Повышение прозрачности одного легочного поля отмечают при целом ряде состояний, среди которых наиболее клинически значимы следующие:

  • Агенезия и аплазия легкого или его долей — по­рок развития, основными признаками которого являются полное отсутствие главного бронха и ле­гочной артерии с одной стороны. Для этих больных характерны резкое западение половины грудной клетки, сужение межреберных промежутков, смеще­ние трахеи, пищевода и сердца в сторону поражения. Здоровое легкое вздуто. Порок выявляется, как пра­вило, случайно, при заболевании здорового легкого. Больные длительное время не предъявляют жалоб. Диагноз верифицируется томографически или при бронхоскопии, когда устанавливают, что трахея пе­реходит в единственный главный бронх.
  • Гипоплазия легкого и доли легкого. При недо­развитом рудиментарном легком главный бронх дает несколько ветвей, которые оканчиваются слепо в недоразвитой легочной ткани. Нередко эти бронхи расширены. Гипоплазия может быть выражена в раз­ной степени, тяжесть ее устанавливается с помощью бронхографии. Патологию выявляют случайно при различных нагноительных процессах в легких. При этом повышение прозрачности легочного поля свя­зано с компенсаторным гиперпневматозом.
  • Врожденная долевая эмфизема. Заболевание выяв­ляют вскоре после рождения ребенка, сопровождается резкой одышкой и цианозом. Чаще поражается верхняя доля левого легкого, которая увеличивается в объеме в 2–3 раза. Причины заболевания различны. Считается, что оно обусловлено клапанной закупоркой долевого бронха (складки слизистой оболочки, аномальный со­суд). Решающее значение имеет рентгенологическое ис­следование: повышенная прозрачность одного легкого, низкое стояние купола диафрагмы на этой же стороне, смещение сердца в здоровую сторону; на пораженной стороне — уменьшение экскурсии купола диафрагмы, отсутствие повышенной прозрачности легкого во время крика ребенка. Необходимо дифференцировать со следующими состояниями:
  • эмфизема доли вследствие закупорки бронха инородным телом (необходима бронхоскопия под наркозом);
  • спонтанный пневмоторакс при разрыве одной из булл (отсутствие легочного рисунка на рентгено­грамме);
  • гигантская воздушная киста или система кист (наличие стенок кист на рентгенограмме легких, от­сутствие легочного рисунка).

Прогрессирующая дистрофия легких («исчезаю­щее» легкое, или идиопатическая легочная атрофия, или буллезная легочная эмфизема).
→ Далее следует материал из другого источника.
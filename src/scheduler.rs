// scheduler.rs — per-frame tick: inertia, resize detection, redraw-on-stale

use crate::camera::{CameraState, Contact};
use crate::error::RendererError;
use crate::mat4::Mat4;
use crate::mesh::{build_sphere, SphereMesh};
use crate::options::ViewOptions;
use crate::projection::{camera_transform, orbit_radius, Viewport};
use glam::Vec2;
use std::time::Instant;

/// What the frame loop needs from a rendering backend. The mesh and the
/// texture are handed over out of band; a redraw only supplies the transform.
pub trait RenderBackend {
    fn draw(&mut self, transform: &Mat4) -> Result<(), RendererError>;
}

/// Owns the dirty flag and the last observed viewport.
#[derive(Debug)]
pub struct FrameScheduler {
    last_tick: Option<Instant>,
    viewport: Viewport,
    valid: bool,
}

impl Default for FrameScheduler {
    fn default() -> Self {
        Self::new()
    }
}

impl FrameScheduler {
    pub fn new() -> Self {
        Self {
            last_tick: None,
            viewport: Viewport::default(),
            valid: false,
        }
    }

    pub fn invalidate(&mut self) {
        self.valid = false;
    }

    pub fn is_stale(&self) -> bool {
        !self.valid
    }

    pub fn viewport(&self) -> Viewport {
        self.viewport
    }

    /// One frame. Inertia first, then resize detection, then the redraw if
    /// anything went stale. Returns whether a draw was issued and completed.
    ///
    /// A failed draw leaves the scene stale so the next tick tries again.
    pub fn tick<B: RenderBackend>(
        &mut self,
        now: Instant,
        viewport: Viewport,
        camera: &mut CameraState,
        options: &ViewOptions,
        backend: &mut B,
    ) -> Result<bool, RendererError> {
        if let Some(prev) = self.last_tick {
            let dt_ms = now.saturating_duration_since(prev).as_secs_f32() * 1000.0;
            let radius = orbit_radius(self.viewport.width as f32, camera.zoom());
            if camera.coast(dt_ms, radius, options) {
                self.invalidate();
            }
        }
        self.last_tick = Some(now);

        if viewport != self.viewport {
            log::debug!("viewport resized to {}x{}", viewport.width, viewport.height);
            self.viewport = viewport;
            self.invalidate();
        }

        if self.valid || self.viewport.is_empty() {
            return Ok(false);
        }

        let transform = camera_transform(camera, self.viewport, options.p_rate);
        backend.draw(&transform)?;
        self.valid = true;
        Ok(true)
    }
}

/// One panorama view: options, camera, static mesh and the frame scheduler.
///
/// Input handlers mutate the camera completely before returning and mark the
/// scene stale whenever it moved.
#[derive(Debug)]
pub struct Viewer {
    options: ViewOptions,
    camera: CameraState,
    scheduler: FrameScheduler,
    mesh: SphereMesh,
}

impl Viewer {
    pub fn new(options: ViewOptions) -> Self {
        let mesh = build_sphere(options.h_div, options.v_div);
        log::debug!(
            "sphere mesh {}x{} -> {} strip vertices",
            options.h_div,
            options.v_div,
            mesh.vertex_count()
        );
        Self {
            camera: CameraState::new(&options),
            scheduler: FrameScheduler::new(),
            mesh,
            options,
        }
    }

    pub fn options(&self) -> &ViewOptions {
        &self.options
    }

    pub fn camera(&self) -> &CameraState {
        &self.camera
    }

    pub fn mesh(&self) -> &SphereMesh {
        &self.mesh
    }

    pub fn is_stale(&self) -> bool {
        self.scheduler.is_stale()
    }

    pub fn viewport(&self) -> Viewport {
        self.scheduler.viewport()
    }

    fn radius(&self) -> f32 {
        orbit_radius(self.scheduler.viewport().width as f32, self.camera.zoom())
    }

    fn mark(&mut self, moved: bool) {
        if moved {
            self.scheduler.invalidate();
        }
    }

    pub fn pointer_down(&mut self, position: Vec2) {
        self.camera.press(Contact::Single(position));
    }

    pub fn pointer_move(&mut self, position: Vec2, now: Instant) {
        let radius = self.radius();
        let moved = self
            .camera
            .drag_to(Contact::Single(position), now, radius, &self.options);
        self.mark(moved);
    }

    pub fn pointer_up(&mut self) {
        self.camera.release();
    }

    pub fn touch_start(&mut self, points: &[Vec2]) {
        if let Some(contact) = Contact::from_points(points) {
            self.camera.touch_start(contact);
        }
    }

    pub fn touch_move(&mut self, points: &[Vec2], now: Instant) {
        let Some(contact) = Contact::from_points(points) else {
            return;
        };
        let radius = self.radius();
        let moved = self.camera.drag_to(contact, now, radius, &self.options);
        self.mark(moved);
    }

    /// `remaining` are the contacts still down after the lifted one.
    pub fn touch_end(&mut self, remaining: &[Vec2]) {
        self.camera.touch_end(remaining.len());
    }

    pub fn wheel(&mut self, delta_y: f32, now: Instant) {
        let radius = self.radius();
        let moved = self.camera.wheel(delta_y, now, radius, &self.options);
        self.mark(moved);
    }

    pub fn reset_camera(&mut self) {
        self.camera.reset();
        self.scheduler.invalidate();
    }

    /// A new texture was uploaded to the backend.
    pub fn texture_loaded(&mut self) {
        self.scheduler.invalidate();
    }

    pub fn frame<B: RenderBackend>(
        &mut self,
        now: Instant,
        viewport: Viewport,
        backend: &mut B,
    ) -> Result<bool, RendererError> {
        self.scheduler
            .tick(now, viewport, &mut self.camera, &self.options, backend)
    }
}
Уровень пораже­ния — мелкие и мельчайшие бронхи, их стенозирова­ние вследствие хронического воспаления, развитие дегенеративных изменений всех структурных изме­нений элементов легкого. Чаще всего поражаются верхние доли как одно-, так и двусторонне. Прогрес­сирующая дистрофия легкого приводит к легочному сердцу. Заболевание следует дифференцировать с синдромом Маклеода, при котором нарушение про­зрачности имеет смешанный генез. Синдром харак­теризуется повышением прозрачности одного легко­го, исчезновением сосудистого рисунка, смещением средостения в пораженную сторону на вдохе. При бронхографии и ангиопульмонографии нет конт­растирования мелких бронхиальных и артериальных стволов.

*Не путать с тотальным легочным лаважем как лечебной процедурой при альвеолярном протеинозе.

**Пневмоцисты некоторые исследователи рассматривают как грибы, а не простейшие.